=== Required action ===
Could you filter the records below down to the lines that include the word "StatusCode"?

=== Items from a data source ===
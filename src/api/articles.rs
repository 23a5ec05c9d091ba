use axum::extract::rejection::JsonRejection;
use axum::extract::{Path, Query, State};
use axum::http::StatusCode;
use axum::Json;
use chrono::Utc;
use serde::Deserialize;
use uuid::Uuid;

use crate::api::errors::bad_json;
use crate::db::article_repository::ArticleRepository;
use crate::db::models::{
    Article, ArticleKind, CreateArticleRequest, MessageResponse, RenderedArticle,
    UpdateArticleRequest,
};
use crate::error::AppError;
use crate::rendering::markdown::render_markdown;
use crate::state::AppState;

/// Query string of `GET /api/articles`.
#[derive(Debug, Default, Deserialize)]
pub struct ArticleListQuery {
    pub kind: Option<String>,
}

fn parse_kind(raw: &str) -> Result<ArticleKind, AppError> {
    ArticleKind::from_str_ci(raw).ok_or_else(|| {
        AppError::BadRequest(format!(
            "Invalid article kind '{}'. Expected: framework, tutorial, project",
            raw
        ))
    })
}

fn validate_slug(slug: &str) -> Result<(), AppError> {
    let valid = slug
        .chars()
        .all(|c| c.is_ascii_lowercase() || c.is_ascii_digit() || c == '-' || c == '_');
    if !valid {
        return Err(AppError::BadRequest(format!(
            "Invalid slug '{}'. Use lowercase letters, digits, '-' and '_'",
            slug
        )));
    }
    Ok(())
}

/// Validate a creation request and store the new article.
pub async fn create_article(
    repo: &dyn ArticleRepository,
    request: CreateArticleRequest,
) -> Result<Article, AppError> {
    let slug = request.slug.map(|s| s.trim().to_string()).filter(|s| !s.is_empty());
    let title = request.title.filter(|t| !t.trim().is_empty());

    let mut missing = Vec::new();
    if slug.is_none() {
        missing.push("slug");
    }
    if request.kind.is_none() {
        missing.push("kind");
    }
    if title.is_none() {
        missing.push("title");
    }
    if request.body.is_none() {
        missing.push("body");
    }

    let (Some(slug), Some(kind), Some(title), Some(body)) =
        (slug, request.kind, title, request.body)
    else {
        return Err(AppError::missing_fields(&missing));
    };

    validate_slug(&slug)?;
    let kind = parse_kind(&kind)?;

    let now = Utc::now();
    let article = Article {
        id: Uuid::new_v4(),
        slug,
        kind,
        title,
        summary: request.summary,
        body,
        tags: request.tags,
        created_at: now,
        updated_at: now,
    };

    repo.create(article.clone()).await?;
    tracing::info!(slug = %article.slug, kind = %article.kind, "article created");

    Ok(article)
}

/// Apply the provided fields to an existing article.
pub async fn update_article(
    repo: &dyn ArticleRepository,
    slug: &str,
    request: UpdateArticleRequest,
) -> Result<Article, AppError> {
    let mut article = repo
        .get(slug)
        .await?
        .ok_or_else(|| AppError::NotFound(format!("Article '{}' not found", slug)))?;

    if let Some(kind) = request.kind {
        article.kind = parse_kind(&kind)?;
    }
    if let Some(title) = request.title {
        if title.trim().is_empty() {
            return Err(AppError::BadRequest("Title cannot be empty".into()));
        }
        article.title = title;
    }
    if let Some(summary) = request.summary {
        article.summary = summary;
    }
    if let Some(body) = request.body {
        article.body = body;
    }
    if let Some(tags) = request.tags {
        article.tags = tags;
    }
    article.updated_at = Utc::now();

    repo.update(article.clone()).await?;
    tracing::info!(slug = %article.slug, "article updated");

    Ok(article)
}

/// Fetch an article and render its Markdown body.
pub async fn get_rendered_article(
    repo: &dyn ArticleRepository,
    slug: &str,
) -> Result<RenderedArticle, AppError> {
    let article = repo
        .get(slug)
        .await?
        .ok_or_else(|| AppError::NotFound(format!("Article '{}' not found", slug)))?;

    let html = render_markdown(&article.body);
    Ok(RenderedArticle { article, html })
}

/// `GET /api/articles?kind=`
pub async fn list_articles_handler(
    State(state): State<AppState>,
    Query(params): Query<ArticleListQuery>,
) -> Result<Json<Vec<Article>>, AppError> {
    let kind = params.kind.as_deref().map(parse_kind).transpose()?;
    Ok(Json(state.article_repo.list(kind).await?))
}

/// `POST /api/articles`
pub async fn create_article_handler(
    State(state): State<AppState>,
    payload: Result<Json<CreateArticleRequest>, JsonRejection>,
) -> Result<(StatusCode, Json<Article>), AppError> {
    let Json(request) = payload.map_err(bad_json)?;
    let article = create_article(state.article_repo.as_ref(), request).await?;
    Ok((StatusCode::CREATED, Json(article)))
}

/// `GET /api/articles/{slug}`
pub async fn get_article_handler(
    State(state): State<AppState>,
    Path(slug): Path<String>,
) -> Result<Json<RenderedArticle>, AppError> {
    Ok(Json(
        get_rendered_article(state.article_repo.as_ref(), &slug).await?,
    ))
}

/// `PUT /api/articles/{slug}`
pub async fn update_article_handler(
    State(state): State<AppState>,
    Path(slug): Path<String>,
    payload: Result<Json<UpdateArticleRequest>, JsonRejection>,
) -> Result<Json<Article>, AppError> {
    let Json(request) = payload.map_err(bad_json)?;
    Ok(Json(
        update_article(state.article_repo.as_ref(), &slug, request).await?,
    ))
}

/// `DELETE /api/articles/{slug}`
pub async fn delete_article_handler(
    State(state): State<AppState>,
    Path(slug): Path<String>,
) -> Result<Json<MessageResponse>, AppError> {
    state.article_repo.delete(&slug).await?;
    tracing::info!(slug = %slug, "article deleted");

    Ok(Json(MessageResponse {
        message: format!("Article '{}' deleted", slug),
    }))
}

#[cfg(test)]
mod tests {
    use super::*;
    use crate::db::article_repository::{InMemoryArticleRepository, MockArticleRepository};

    fn request(slug: &str) -> CreateArticleRequest {
        CreateArticleRequest {
            slug: Some(slug.to_string()),
            kind: Some("Tutorial".to_string()),
            title: Some("Intro to Tokio".to_string()),
            summary: "Async runtime basics".to_string(),
            body: Some("# Tokio\n\n**Spawn** tasks.".to_string()),
            tags: vec!["rust".to_string(), "async".to_string()],
        }
    }

    #[tokio::test]
    async fn test_create_article_success() {
        let repo = InMemoryArticleRepository::new();
        let article = create_article(&repo, request("intro-to-tokio")).await.unwrap();

        assert_eq!(article.kind, ArticleKind::Tutorial);
        assert_eq!(article.created_at, article.updated_at);
        assert!(repo.get("intro-to-tokio").await.unwrap().is_some());
    }

    #[tokio::test]
    async fn test_create_article_missing_fields() {
        let repo = InMemoryArticleRepository::new();
        match create_article(&repo, CreateArticleRequest::default()).await {
            Err(AppError::BadRequest(msg)) => {
                assert_eq!(msg, "Missing required fields: slug, kind, title, body")
            }
            other => panic!("Expected BadRequest error, got: {:?}", other),
        }
    }

    #[tokio::test]
    async fn test_create_article_invalid_kind() {
        let repo = InMemoryArticleRepository::new();
        let mut req = request("intro");
        req.kind = Some("podcast".to_string());
        match create_article(&repo, req).await {
            Err(AppError::BadRequest(msg)) => assert!(msg.contains("Invalid article kind")),
            other => panic!("Expected BadRequest error, got: {:?}", other),
        }
    }

    #[tokio::test]
    async fn test_create_article_invalid_slug() {
        let repo = InMemoryArticleRepository::new();
        match create_article(&repo, request("Intro To Tokio")).await {
            Err(AppError::BadRequest(msg)) => assert!(msg.contains("Invalid slug")),
            other => panic!("Expected BadRequest error, got: {:?}", other),
        }
    }

    #[tokio::test]
    async fn test_update_article_bumps_timestamp() {
        let repo = InMemoryArticleRepository::new();
        let created = create_article(&repo, request("intro")).await.unwrap();

        let updated = update_article(
            &repo,
            "intro",
            UpdateArticleRequest {
                kind: Some("project".to_string()),
                tags: Some(vec![]),
                ..Default::default()
            },
        )
        .await
        .unwrap();

        assert_eq!(updated.kind, ArticleKind::Project);
        assert!(updated.tags.is_empty());
        assert_eq!(updated.title, created.title);
        assert!(updated.updated_at >= created.updated_at);
        assert_eq!(updated.created_at, created.created_at);
    }

    #[tokio::test]
    async fn test_update_article_rejects_blank_title() {
        let repo = InMemoryArticleRepository::new();
        create_article(&repo, request("intro")).await.unwrap();

        let result = update_article(
            &repo,
            "intro",
            UpdateArticleRequest {
                title: Some("  ".to_string()),
                ..Default::default()
            },
        )
        .await;
        assert!(matches!(result, Err(AppError::BadRequest(_))));
    }

    #[tokio::test]
    async fn test_get_rendered_article() {
        let repo = InMemoryArticleRepository::new();
        create_article(&repo, request("intro")).await.unwrap();

        let rendered = get_rendered_article(&repo, "intro").await.unwrap();
        assert!(rendered.html.contains("<h1>Tokio</h1>"));
        assert!(rendered.html.contains("<strong>Spawn</strong>"));
    }

    #[tokio::test]
    async fn test_get_rendered_article_not_found() {
        let mut repo = MockArticleRepository::new();
        repo.expect_get().returning(|_| Ok(None));

        assert!(matches!(
            get_rendered_article(&repo, "ghost").await,
            Err(AppError::NotFound(_))
        ));
    }
}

=== Response to the task ===
use axum::http::StatusCode;
) -> Result<(StatusCode, Json<Article>), AppError> {
    Ok((StatusCode::CREATED, Json(article)))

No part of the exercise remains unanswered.